Friday, 4 July 2014

Guess Who's Back in Town & Adventures Through Athleticsland


Ja, ek het skaamteloos daai titel van 'n Jack Parow liedjie geneem!

It's been 3 months since I last posted and I forgive all ye avid readers of this blog.  I had some grievous laptop problems and I was unable to log back into this ol' blog of mine.  But, as the title indicates, I am back on The Lonelyman Diaries and also in South Africa for a month or two.

Quite a number of things happened to me during this period of radio silence.  I suppose those of you who know me because of athletics might point to the end of my 2013-2014 season as one of the major highlights (or lowlights) of this past time.  I shall tell you about it.

I started with discus throwing back in 2005 (that's 9 years ago, can you believe it?).  My uncle who coached, at what was to be my future high school- Paarl Gymnasium, one day in I think December '05 brought some discuses and shots along and I threw them into a the veld, which was a situated next to our house in the little mining town of Koingnaas along South Africa's relatively untamed West Coast.  I threw further and further every time I put my hand to the discus, at least initially, and before you know it I was gunning for the IAAF World Youth Championships of 2011 in Lille, France.  I was ranked second and had my heart set on gold.  Many nights I would fall asleep dreaming of how I would clinch the title with emphatic 67m+ throw and become the hero of my country, but interestingly enough for me, of my high school.  I had a torrid day and finished up in 5th position with one of my worst competitions of the year, almost not reaching the top 8.  Worst of all, I had to witness the fellow who won the competition let his discus sail past 67m.  It's one thing to see how you fail at reaching a goal, but it's another when someone else replaces you in your dream in real life.  I thank God that I had no resentment against him, except that he I felt he didn't seem happy enough after the win.  I mean, I was dreaming of how I would do a kneeslide a la footballer or rip my shirt off like Robert Harting.  He only had a big grin and held his nation's flag aloft.
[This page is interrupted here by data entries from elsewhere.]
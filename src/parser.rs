//! Parser — recursive descent (declarations, statements) + precedence
//! climbing (expressions).
//!
//! Each grammar production maps to a method that consumes tokens from the
//! pushback stream and returns an AST node; the branch taken is always
//! decided by the FIRST set of the production, so error messages can name
//! exactly the tokens that were expected.
//!
//! The expression grammar's stratified precedence layers are encoded as a
//! single climbing loop over a binding-power table instead of one pair of
//! productions per layer — same AST, same left-associativity:
//!
//! | operators            | binding power |
//! |----------------------|---------------|
//! | `\|\|`               | 1             |
//! | `&&`                 | 2             |
//! | `==` `!=`            | 3             |
//! | `<` `<=` `>` `>=`    | 4             |
//! | `+` `-`              | 5             |
//! | `*` `/` `%`          | 6             |
//!
//! Unary `-` and `!` bind tighter than all binary operators and stack
//! right-associatively.
//!
//! The one genuinely LL(2) spot in the grammar is `IDENT = expr` vs an
//! rvalue starting with `IDENT`: the identifier is consumed, the next
//! token inspected, and on anything but `=` the identifier is pushed back
//! into the stream.

use crate::ast::*;
use crate::errors::CompileError;
use crate::stream::TokenStream;
use crate::token::{Token, TokenKind};

pub struct Parser {
    stream: TokenStream,
}

impl Parser {
    pub fn new(source: &str) -> Self {
        Self {
            stream: TokenStream::new(source),
        }
    }

    /// Parse a complete program. An empty source parses to an empty root.
    pub fn parse(&mut self) -> Result<Program, CompileError> {
        let mut program = Program::default();
        if self.check(&TokenKind::Eof) {
            return Ok(program);
        }
        while self.check(&TokenKind::Extern) {
            program.externs.push(self.extern_decl()?);
        }
        program.decls.push(self.decl()?);
        while !self.check(&TokenKind::Eof) {
            program.decls.push(self.decl()?);
        }
        Ok(program)
    }

    // ── Top-level declarations ───────────────────────────────────────

    /// extern ::= "extern" type_spec IDENT "(" params ")" ";"
    fn extern_decl(&mut self) -> Result<Extern, CompileError> {
        self.expect(TokenKind::Extern)?;
        let ret = self.type_spec()?;
        let name = self.expect_ident()?;
        self.expect(TokenKind::LParen)?;
        let params = self.params()?;
        self.expect(TokenKind::RParen)?;
        self.expect(TokenKind::Semicolon)?;
        Ok(Extern { name, ret, params })
    }

    /// decl ::= "void" IDENT "(" params ")" block
    ///        | var_type IDENT ( "(" params ")" block | ";" )
    fn decl(&mut self) -> Result<Decl, CompileError> {
        if self.check(&TokenKind::Void) {
            self.stream.advance();
            let name = self.expect_ident()?;
            self.expect(TokenKind::LParen)?;
            let params = self.params()?;
            self.expect(TokenKind::RParen)?;
            let body = self.block()?;
            return Ok(Decl::Func(FuncDef {
                proto: FuncProto {
                    name,
                    ret: Ty::Void,
                    params,
                },
                body,
            }));
        }

        let ty = self.var_type()?;
        let name = self.expect_ident()?;
        if self.check(&TokenKind::LParen) {
            self.stream.advance();
            let params = self.params()?;
            self.expect(TokenKind::RParen)?;
            let body = self.block()?;
            Ok(Decl::Func(FuncDef {
                proto: FuncProto {
                    name,
                    ret: ty,
                    params,
                },
                body,
            }))
        } else if self.check(&TokenKind::Semicolon) {
            self.stream.advance();
            Ok(Decl::Global(VarDecl { name, ty }))
        } else {
            Err(self.syntax_error(
                "expected '(' after function identifier or ';' after variable identifier",
            ))
        }
    }

    /// type_spec ::= "void" | var_type
    fn type_spec(&mut self) -> Result<Ty, CompileError> {
        if self.check(&TokenKind::Void) {
            self.stream.advance();
            return Ok(Ty::Void);
        }
        self.var_type()
    }

    /// var_type ::= "int" | "float" | "bool"
    fn var_type(&mut self) -> Result<Ty, CompileError> {
        let ty = match self.peek_kind() {
            TokenKind::Int => Ty::Int,
            TokenKind::Float => Ty::Float,
            TokenKind::Bool => Ty::Bool,
            _ => return Err(self.syntax_error("expected 'int', 'float', or 'bool'")),
        };
        self.stream.advance();
        Ok(ty)
    }

    /// params ::= param_list | "void" | ε
    ///
    /// `(void)` parses to a single synthetic parameter of type void; both
    /// encodings of "no parameters" are accepted downstream.
    fn params(&mut self) -> Result<Vec<Param>, CompileError> {
        match self.peek_kind() {
            TokenKind::RParen => Ok(Vec::new()),
            TokenKind::Void => {
                self.stream.advance();
                Ok(vec![Param {
                    name: "void".to_string(),
                    ty: Ty::Void,
                }])
            }
            TokenKind::Int | TokenKind::Float | TokenKind::Bool => {
                let mut params = vec![self.param()?];
                while self.check(&TokenKind::Comma) {
                    self.stream.advance();
                    params.push(self.param()?);
                }
                Ok(params)
            }
            _ => Err(self.syntax_error("expected 'void', 'int', 'float', 'bool', or ')'")),
        }
    }

    /// param ::= var_type IDENT
    fn param(&mut self) -> Result<Param, CompileError> {
        let ty = self.var_type()?;
        let name = self.expect_ident()?;
        Ok(Param { name, ty })
    }

    // ── Blocks and statements ────────────────────────────────────────

    /// block ::= "{" local_decl* stmt* "}"
    fn block(&mut self) -> Result<Block, CompileError> {
        self.expect(TokenKind::LBrace)?;
        let mut decls = Vec::new();
        while matches!(
            self.peek_kind(),
            TokenKind::Int | TokenKind::Float | TokenKind::Bool
        ) {
            decls.push(self.local_decl()?);
        }
        let mut stmts = Vec::new();
        while self.starts_stmt() {
            stmts.push(self.stmt()?);
        }
        self.expect(TokenKind::RBrace)?;
        Ok(Block { decls, stmts })
    }

    /// local_decl ::= var_type IDENT ";"
    fn local_decl(&mut self) -> Result<VarDecl, CompileError> {
        let ty = self.var_type()?;
        let name = self.expect_ident()?;
        self.expect(TokenKind::Semicolon)?;
        Ok(VarDecl { name, ty })
    }

    fn starts_stmt(&mut self) -> bool {
        matches!(
            self.peek_kind(),
            TokenKind::Semicolon
                | TokenKind::LBrace
                | TokenKind::If
                | TokenKind::While
                | TokenKind::Return
        ) || self.starts_expr()
    }

    fn starts_expr(&mut self) -> bool {
        matches!(
            self.peek_kind(),
            TokenKind::LParen
                | TokenKind::Minus
                | TokenKind::Bang
                | TokenKind::Ident(_)
                | TokenKind::IntLit(_)
                | TokenKind::FloatLit(_)
                | TokenKind::BoolLit(_)
        )
    }

    /// stmt ::= expr_stmt | block | if_stmt | while_stmt | return_stmt
    fn stmt(&mut self) -> Result<Stmt, CompileError> {
        match self.peek_kind() {
            TokenKind::LBrace => Ok(Stmt::Block(self.block()?)),
            TokenKind::If => self.if_stmt(),
            TokenKind::While => self.while_stmt(),
            TokenKind::Return => self.return_stmt(),
            TokenKind::Semicolon => self.expr_stmt(),
            _ => {
                if self.starts_expr() {
                    self.expr_stmt()
                } else {
                    Err(self.syntax_error(
                        "expected '(', '-', '!', an identifier, a literal, ';', '{', 'if', 'while', or 'return'",
                    ))
                }
            }
        }
    }

    /// expr_stmt ::= expr ";" | ";"
    fn expr_stmt(&mut self) -> Result<Stmt, CompileError> {
        if self.check(&TokenKind::Semicolon) {
            self.stream.advance();
            return Ok(Stmt::Expr(None));
        }
        let expr = self.expr()?;
        self.expect(TokenKind::Semicolon)?;
        Ok(Stmt::Expr(Some(expr)))
    }

    /// if_stmt ::= "if" "(" expr ")" block ("else" block)?
    fn if_stmt(&mut self) -> Result<Stmt, CompileError> {
        self.expect(TokenKind::If)?;
        self.expect(TokenKind::LParen)?;
        let cond = self.expr()?;
        self.expect(TokenKind::RParen)?;
        let then_block = self.block()?;
        let else_block = if self.check(&TokenKind::Else) {
            self.stream.advance();
            Some(self.block()?)
        } else {
            None
        };
        Ok(Stmt::If {
            cond,
            then_block,
            else_block,
        })
    }

    /// while_stmt ::= "while" "(" expr ")" stmt
    fn while_stmt(&mut self) -> Result<Stmt, CompileError> {
        self.expect(TokenKind::While)?;
        self.expect(TokenKind::LParen)?;
        let cond = self.expr()?;
        self.expect(TokenKind::RParen)?;
        let body = Box::new(self.stmt()?);
        Ok(Stmt::While { cond, body })
    }

    /// return_stmt ::= "return" expr? ";"
    fn return_stmt(&mut self) -> Result<Stmt, CompileError> {
        self.expect(TokenKind::Return)?;
        if self.check(&TokenKind::Semicolon) {
            self.stream.advance();
            return Ok(Stmt::Return(None));
        }
        let value = self.expr()?;
        self.expect(TokenKind::Semicolon)?;
        Ok(Stmt::Return(Some(value)))
    }

    // ── Expressions ──────────────────────────────────────────────────

    /// expr ::= IDENT "=" expr | rval
    fn expr(&mut self) -> Result<Expr, CompileError> {
        if matches!(self.peek_kind(), TokenKind::Ident(_)) {
            let ident = self.stream.advance();
            if self.check(&TokenKind::Assign) {
                self.stream.advance();
                let value = Box::new(self.expr()?);
                let name = match ident.kind {
                    TokenKind::Ident(name) => name,
                    _ => unreachable!("peeked an identifier"),
                };
                return Ok(Expr::Assign { name, value });
            }
            // Not an assignment after all: put the identifier back and
            // reparse it as the start of an rvalue.
            self.stream.push_back(ident);
        }
        self.binary_expr(0)
    }

    fn binding_power(kind: &TokenKind) -> Option<(BinOp, u8)> {
        let entry = match kind {
            TokenKind::OrOr => (BinOp::Or, 1),
            TokenKind::AndAnd => (BinOp::And, 2),
            TokenKind::EqEq => (BinOp::Eq, 3),
            TokenKind::BangEq => (BinOp::Ne, 3),
            TokenKind::Lt => (BinOp::Lt, 4),
            TokenKind::LtEq => (BinOp::Le, 4),
            TokenKind::Gt => (BinOp::Gt, 4),
            TokenKind::GtEq => (BinOp::Ge, 4),
            TokenKind::Plus => (BinOp::Add, 5),
            TokenKind::Minus => (BinOp::Sub, 5),
            TokenKind::Star => (BinOp::Mul, 6),
            TokenKind::Slash => (BinOp::Div, 6),
            TokenKind::Percent => (BinOp::Rem, 6),
            _ => return None,
        };
        Some(entry)
    }

    /// The precedence-climbing loop. Every binary level is
    /// left-associative: the right-hand side parses at `bp + 1` so an
    /// operator of the same level stops and becomes the next iteration.
    fn binary_expr(&mut self, min_bp: u8) -> Result<Expr, CompileError> {
        let mut lhs = self.unary()?;
        loop {
            let (op, bp) = match Self::binding_power(&self.peek_kind()) {
                Some(entry) => entry,
                None => break,
            };
            if bp < min_bp {
                break;
            }
            self.stream.advance();
            let rhs = self.binary_expr(bp + 1)?;
            lhs = Expr::Binary {
                op,
                lhs: Box::new(lhs),
                rhs: Box::new(rhs),
            };
        }
        Ok(lhs)
    }

    /// Unary `-` and `!` stack right-associatively: `- -x` is `-(-x)`.
    fn unary(&mut self) -> Result<Expr, CompileError> {
        let op = match self.peek_kind() {
            TokenKind::Minus => UnaryOp::Neg,
            TokenKind::Bang => UnaryOp::Not,
            _ => return self.primary(),
        };
        self.stream.advance();
        let operand = Box::new(self.unary()?);
        Ok(Expr::Unary { op, operand })
    }

    /// primary ::= "(" expr ")" | IDENT | IDENT "(" args ")" | literal
    fn primary(&mut self) -> Result<Expr, CompileError> {
        let token = self.stream.advance();
        match token.kind {
            TokenKind::LParen => {
                let expr = self.expr()?;
                self.expect(TokenKind::RParen)?;
                Ok(expr)
            }
            TokenKind::Ident(name) => {
                if self.check(&TokenKind::LParen) {
                    self.stream.advance();
                    let args = self.args()?;
                    self.expect(TokenKind::RParen)?;
                    Ok(Expr::Call { callee: name, args })
                } else {
                    Ok(Expr::VarRef(name))
                }
            }
            TokenKind::IntLit(n) => Ok(Expr::IntLit(n)),
            TokenKind::FloatLit(n) => Ok(Expr::FloatLit(n)),
            TokenKind::BoolLit(b) => Ok(Expr::BoolLit(b)),
            _ => Err(Self::syntax_error_at(
                &token,
                "expected '(', an identifier, or an integer, float, or bool literal",
            )),
        }
    }

    /// args ::= arg_list | ε
    fn args(&mut self) -> Result<Vec<Expr>, CompileError> {
        if self.check(&TokenKind::RParen) {
            return Ok(Vec::new());
        }
        let mut args = vec![self.expr()?];
        while self.check(&TokenKind::Comma) {
            self.stream.advance();
            args.push(self.expr()?);
        }
        Ok(args)
    }

    // ── Token helpers ────────────────────────────────────────────────

    fn peek_kind(&mut self) -> TokenKind {
        self.stream.peek().kind.clone()
    }

    fn check(&mut self, kind: &TokenKind) -> bool {
        std::mem::discriminant(&self.peek_kind()) == std::mem::discriminant(kind)
    }

    fn expect(&mut self, kind: TokenKind) -> Result<Token, CompileError> {
        if self.check(&kind) {
            Ok(self.stream.advance())
        } else {
            Err(self.syntax_error(&format!("expected '{}'", kind)))
        }
    }

    fn expect_ident(&mut self) -> Result<String, CompileError> {
        let token = self.stream.advance();
        match token.kind {
            TokenKind::Ident(name) => Ok(name),
            _ => Err(Self::syntax_error_at(&token, "expected an identifier")),
        }
    }

    fn syntax_error(&mut self, expected: &str) -> CompileError {
        let token = self.stream.peek().clone();
        Self::syntax_error_at(&token, expected)
    }

    fn syntax_error_at(token: &Token, expected: &str) -> CompileError {
        CompileError::Syntax {
            message: format!("{}, found '{}'", expected, token.kind),
            line: token.line,
            column: token.column,
            span: token.span,
        }
    }
}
Later that year, I had some respite when I got 3rd place, and thus my first medal at an international meet, at the Commonwealth Youth Games.  Yet again, the winner let his discus sail past 67m and broke the National Youth Record I set a few months prior.  Double whammy.
A year later, I failed to reach the final of the IAAF World Junior Championships in Barcelona, Spain and the chap who clinched gold in Lille did it again.  Two years of massive build-up and expectation with failure in the end.  A failure that was not glorious, but the failure was also not ultimate. 
I was so fortunate to get a scholarship from the University of South Alabama right after that disastrous World Juniors Qualifying Round.  I dreamt of going to America for university since 2010, now it was a reality.

My freshman season in college had one or two flashes of brilliance, but overall, was quite above par for me.  I didn't reach Nationals, even though I only needed an average distance to make it.  I was homesick, I thought maybe America was not for me.
In May I stepped up to the plate at the NCAA East Region Track and Field Championships, not at all favoured to make Nationals.  The top 12 finishers on the day progress, I was ranked 16th.  After a cracking start which saw me in at 6th position after round one, I witnessed how my ranking slowly trickled away from 1 and closer to 16.  At the start of round 4 I was 15th.  I pulled out what was to be my best throw and narrowly clung on to 12th position.  In round 5 I was surpassed and finished 13th.
Now in athletics you have 3 cruel numbers - 4, 9 and 13.  You don't want to finish in those positions because they signal that you were as close as one could possibly be to a medal or to reaching the top 8 or to reach finals, but not a actually reach those goals.

Why would I tell you such a depressing tale of losses and insufficiencies?
Hope.  Hope is what permeates a tale of seemingly unsuccessful attempts at striving for goals.  I reached a minority of the major goals I set myself over the last 4-5 years.  Yet, my heart is still pumping, my soul still yearning with the fire that was stoked by wasting years away in front of the television that told me magnificent stories of sporting glory.  I still want that.  The Jan-Louw that watched Yelena Isinbayeva crying like mad after claiming her second consecutive Olympic gold medal in the Pole Vault at Beijing 2008, is still the same Jan-Louw sitting in front of an Lcd typing these words - yet more wiser, yet more hardened, yet more at peace, yet more balanced.

In the poem Ulysses the old king reflects "All times I have enjoyed greatly, (I) have sufferred greatly".  A powerful saying.  Or as Samwise Gamgee- the biggest hero- said in The Two Tears "It's like in the great stories. The ones that really matter. Full of darkness and danger they were... those were the stories that stayed with you, that meant something.  Even if you were to small to understand why.  The kept going, because they were holding on to something."